What does "OHANDA" stand for?
OHANDA is the abbreviation for Open Source Hardware and Design Alliance
What is it?
OHANDA is an initiative to foster sustainable copyleft-like sharing of open hardware and design. It was first drafted at the GOSH!-Grounding Open Source Hardware summit at the Banff Centre in July 2009 and one of the first goals of the project is to create a label and to build a service for sharing open hardware designs.
Who are you?
We are a funny crowd of people (community) who are all willing to push the widening of open source hardware and designs.
Why yet another entity like OHANDA and not do it with FSF or CC?
Over the past years we have had a lot of discussion with both Free Software Foundation (FSF) and Creative Commons (CC) and asked them to extend their activities towards open source hardware. But both FSF and CC have deprecated our efforts to get them engaged.
> Hi Juergen, > ... > I am digging through the material from FSFE’s side. The > president noted that FSFE is focused on software, and given > that the organization is quite busy just dealing with that, > he would be hesitant to actively take up the topic. > > In short, FSFE probably thinks this belongs elsewhere. This > should have been reported to you a long time ago. > ...
> Hi Juergen > ... > Creative Commons isn't likely to jump too deeply into this > space - the trademark idea is an interesting one, but would > need to be community owned, and not policed by an organization > like CC. We're more interested in what legal tools we might > have that can serve as implementations of community principles, > much as our copyright licenses are used in the achievement > of the principles of Open Access in the scholarly literature > world. > ...
In the meantime CC has started to support various activities around open source hardware and seems to become helpful and supportive where they can to help solve some of our issues. This is at least good starting point for further exploration ...

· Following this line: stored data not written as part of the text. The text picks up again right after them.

//! Axis reductions and scans.

use crate::error::TensorError;
use crate::profiling;
use crate::scalar::{Element, Scalar};
use crate::strides::{cartesian_to_linear, compute_strides, next_index};
use crate::tensor::Tensor;

/// Per-axis flags marking the reduced axes. Duplicates are harmless.
fn axis_mask(axes: &[usize], ndim: usize) -> Result<Vec<bool>, TensorError> {
    let mut mask = vec![false; ndim];
    for &axis in axes {
        if axis >= ndim {
            return Err(TensorError::InvalidAxis { axis, ndim });
        }
        mask[axis] = true;
    }
    Ok(mask)
}

fn reduce_with<T: Element>(
    x: &Tensor<T>,
    axes: &[usize],
    keepdim: bool,
    init: T,
    combine: impl Fn(T, T) -> T,
) -> Result<Tensor<T>, TensorError> {
    let mask = axis_mask(axes, x.ndim())?;
    let kept_shape: Vec<usize> = x
        .shape()
        .iter()
        .zip(&mask)
        .map(|(&dim, &reduced)| if reduced { 1 } else { dim })
        .collect();
    let out_strides: Vec<usize> = compute_strides(&kept_shape)
        .into_iter()
        .zip(&mask)
        .map(|(stride, &reduced)| if reduced { 0 } else { stride })
        .collect();

    let mut out = vec![init; kept_shape.iter().product()];
    let mut index = vec![0; x.ndim()];
    for &value in x.data() {
        let offset = cartesian_to_linear(&index, &out_strides);
        out[offset] = combine(out[offset], value);
        next_index(&mut index, x.shape());
    }

    let shape: Vec<usize> = if keepdim {
        kept_shape
    } else {
        x.shape()
            .iter()
            .zip(&mask)
            .filter(|&(_, &reduced)| !reduced)
            .map(|(&dim, _)| dim)
            .collect()
    };
    Ok(Tensor::from_raw(out, &shape))
}

/// Sum over `axes`; with `keepdim` the reduced axes stay as size 1.
///
/// An empty axis list leaves the values unchanged.
///
/// # Example
///
/// ```
/// use ndgrad::Tensor;
/// use ndgrad::operations::sum;
///
/// let t = Tensor::from_vec(vec![1.0, 2.0, 3.0, 4.0, 5.0, 6.0], &[2, 3]).unwrap();
/// assert_eq!(sum(&t, &[0], false).unwrap().data(), &[5.0, 7.0, 9.0]);
/// assert_eq!(sum(&t, &[1], true).unwrap().shape(), &[2, 1]);
/// assert_eq!(sum(&t, &[0, 1], false).unwrap().shape(), &[] as &[usize]);
/// ```
pub fn sum<T: Scalar>(
    x: &Tensor<T>,
    axes: &[usize],
    keepdim: bool,
) -> Result<Tensor<T>, TensorError> {
    profiling::primitive("sum");
    reduce_with(x, axes, keepdim, T::zero(), |a, b| a + b)
}

/// Maximum over `axes`.
pub fn max<T: Scalar>(
    x: &Tensor<T>,
    axes: &[usize],
    keepdim: bool,
) -> Result<Tensor<T>, TensorError> {
    profiling::primitive("max");
    reduce_with(x, axes, keepdim, T::neg_infinity(), |a, b| if b > a { b } else { a })
}

/// Product over `axes`.
pub fn prod<T: Scalar>(
    x: &Tensor<T>,
    axes: &[usize],
    keepdim: bool,
) -> Result<Tensor<T>, TensorError> {
    profiling::primitive("prod");
    reduce_with(x, axes, keepdim, T::one(), |a, b| a * b)
}

/// Cumulative sum along `axis`, or over the flattened tensor when `axis` is `None`.
///
/// `exclusive` shifts the running total by one position (the first output
/// is zero); `reverse` accumulates from the end of the axis.
///
/// # Example
///
/// ```
/// use ndgrad::Tensor;
/// use ndgrad::operations::cumsum;
///
/// let t = Tensor::from_vec(vec![1.0, 2.0, 3.0], &[3]).unwrap();
/// assert_eq!(cumsum(&t, Some(0), false, false).unwrap().data(), &[1.0, 3.0, 6.0]);
/// assert_eq!(cumsum(&t, Some(0), true, false).unwrap().data(), &[0.0, 1.0, 3.0]);
/// assert_eq!(cumsum(&t, Some(0), false, true).unwrap().data(), &[6.0, 5.0, 3.0]);
/// ```
pub fn cumsum<T: Scalar>(
    x: &Tensor<T>,
    axis: Option<usize>,
    exclusive: bool,
    reverse: bool,
) -> Result<Tensor<T>, TensorError> {
    profiling::primitive("cumsum");
    let (shape, axis) = match axis {
        Some(axis) if axis < x.ndim() => (x.shape().to_vec(), axis),
        Some(axis) => return Err(TensorError::InvalidAxis { axis, ndim: x.ndim() }),
        None => (vec![x.len()], 0),
    };
    let size = shape[axis];
    let stride = compute_strides(&shape)[axis];
    let src = x.data();
    let mut out = vec![T::zero(); src.len()];

    for start in (0..src.len()).filter(|&p| size == 0 || (p / stride) % size == 0) {
        let mut total = T::zero();
        for step in 0..size {
            let k = if reverse { size - 1 - step } else { step };
            let offset = start + k * stride;
            if exclusive {
                out[offset] = total;
                total = total + src[offset];
            } else {
                total = total + src[offset];
                out[offset] = total;
            }
        }
    }
    Ok(Tensor::from_raw(out, &shape))
}
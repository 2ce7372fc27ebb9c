//! Gradients of axis reductions and the cumulative sum.

use crate::error::VjpError;
use crate::operations as ops;
use crate::scalar::Scalar;
use crate::tensor::Tensor;
use crate::vjp::attrs::{CumsumAttrs, ReduceAttrs};
use crate::vjp::broadcast::{normalize_axis, restore_reduced_axes};
use crate::vjp::slot::GradSlot;

/// Broadcast a reduced tensor back to `x_shape`.
///
/// Without `keepdim` the reduced axes are first reinserted as size 1. Rank 0
/// and rank 1 inputs broadcast directly.
fn expand_reduced<T: Scalar>(
    op: &'static str,
    reduced: &Tensor<T>,
    x_shape: &[usize],
    attrs: &ReduceAttrs,
) -> Result<Tensor<T>, VjpError> {
    let rank = x_shape.len();
    // Axis 0 (or -1) still names the lone axis of a rank-0 input.
    let axes = attrs.resolve(op, rank.max(1))?;
    let kept = if rank <= 1 || attrs.keepdim {
        reduced.clone()
    } else {
        ops::reshape(reduced, &restore_reduced_axes(&axes, reduced.shape()))?
    };
    Ok(ops::expand(&kept, x_shape)?)
}

/// Every input element receives the upstream gradient of its reduction.
pub fn sum_vjp<T: Scalar>(
    x: &Tensor<T>,
    grad_output: &Tensor<T>,
    attrs: &ReduceAttrs,
    grad_x: &mut GradSlot<T>,
) -> Result<(), VjpError> {
    if grad_x.is_requested() {
        grad_x.write(expand_reduced("sum_vjp", grad_output, x.shape(), attrs)?);
    }
    Ok(())
}

/// Route the gradient to every element equal to the maximum.
///
/// Tied maxima each receive the full upstream gradient.
pub fn max_vjp<T: Scalar>(
    x: &Tensor<T>,
    out: &Tensor<T>,
    grad_output: &Tensor<T>,
    attrs: &ReduceAttrs,
    grad_x: &mut GradSlot<T>,
) -> Result<(), VjpError> {
    if !grad_x.is_requested() {
        return Ok(());
    }
    let grad = expand_reduced("max_vjp", grad_output, x.shape(), attrs)?;
    let out = expand_reduced("max_vjp", out, x.shape(), attrs)?;
    let mask = ops::equal(x, &out)?;
    grad_x.write(ops::where_cond(&mask, &grad, &ops::full(&[], 0.0))?);
    Ok(())
}

/// `grad_x = grad_output * out / x`.
///
/// Zeros in `x` produce non-finite gradients.
pub fn prod_vjp<T: Scalar>(
    x: &Tensor<T>,
    out: &Tensor<T>,
    grad_output: &Tensor<T>,
    attrs: &ReduceAttrs,
    grad_x: &mut GradSlot<T>,
) -> Result<(), VjpError> {
    if !grad_x.is_requested() {
        return Ok(());
    }
    let grad = expand_reduced("prod_vjp", grad_output, x.shape(), attrs)?;
    let out = expand_reduced("prod_vjp", out, x.shape(), attrs)?;
    grad_x.write(ops::div(&ops::mul(&grad, &out)?, x)?);
    Ok(())
}

/// The adjoint of a cumulative sum is the cumulative sum in the opposite direction.
pub fn cumsum_vjp<T: Scalar>(
    x: &Tensor<T>,
    grad_output: &Tensor<T>,
    attrs: &CumsumAttrs,
    grad_x: &mut GradSlot<T>,
) -> Result<(), VjpError> {
    if !grad_x.is_requested() {
        return Ok(());
    }
    // A rank-0 gradient has no axis to resolve; it scans as one element.
    let axis = match attrs.axis {
        Some(axis) if !attrs.flatten && grad_output.ndim() > 0 => {
            Some(normalize_axis("cumsum_vjp", axis, grad_output.ndim())?)
        }
        _ => None,
    };
    let grad = ops::cumsum(grad_output, axis, attrs.exclusive, !attrs.reverse)?;
    let grad = if grad.shape() == x.shape() {
        grad
    } else {
        ops::reshape(&grad, x.shape())?
    };
    grad_x.write(grad);
    Ok(())
}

What exactly is Open Source Hardware?
Defining the exact terms of Open Source Hardware is still a quite young discipline in the open source universe. The community arround this development is heavily engaged in finding the right terms to nail this down. As for OHANDA we think that the closest approach to our understanding can be found at the Open Source Hardware (OSHW) Definition .
How do I register?
The process of registration and obtaining your individual OHANDA Registration Key (OKEY) is still a work in progress. Please join the wiki and our mailinglist to help shape this in a reasonable way ... Please check this draft for the first version of a registration process.
Does it cost money?
No! The registration and application of the OHANDA label is FREE as in "free beer". We would be happy though to receive donations to keep up our services, but that is optional of course.
What is the OKEY?
OKEY is the abbreviation for OHANDA Registration Key. The OKEY is a fixed part of the OHANDA label and helps identify the device as a registered open source hardware device. Also OHANDA provides a free URL redirection service for each OKEY. The URL http://Producer_ID-Product_ID.okey.ohanda.org will be redirected to your products home page including the digital design artefacts and documentation.
Why can't we just use any copyleft license?
In short: copyleft is legally based on copyright, which can not be effectively enforced in the physical world. The equivalent would be patents, but patenting hardware to make it open is slow and expensive. You may also want to read this quote from an article written by Richard Stallman already in 1999:
... People often ask about the possibility of using the GNU GPL or some other kind of copyleft for hardware designs. Firmware such as programs for programmable logic devices or microcoded machines are software, and can be copylefted like any other software. For actual circuits, though, the matter is more complex. Circuits cannot be copylefted because they cannot be copyrighted. Definitions of circuits written in HDL (hardware definition languages) can be copylefted, but the copyleft covers only the expression of the definition, not the circuit itself. Likewise, a drawing or layout of a circuit can be copylefted, but this only covers the drawing or layout, not the circuit itself. What this means is that anyone can legally draw the same circuit topology in a different-looking way, or write a different HDL definition which produces the same circuit. Thus, the strength of copyleft when applied to circuits is limited. However, copylefting HDL definitions and printed circuit layouts may do some good nonetheless. It is probably not possible to use patents for this purpose either. Patents do not work like copyrights, and they are very expensive to obtain. ... Copyright 1999 Richard Stallman Verbatim copying and redistribution of this entire article is permitted provided this notice is preserved. Richard Stallman is the founder of the Free Software Foundation, the author of the GNU General Public License (GPL), and the original developer of such notable software as gcc and Emacs.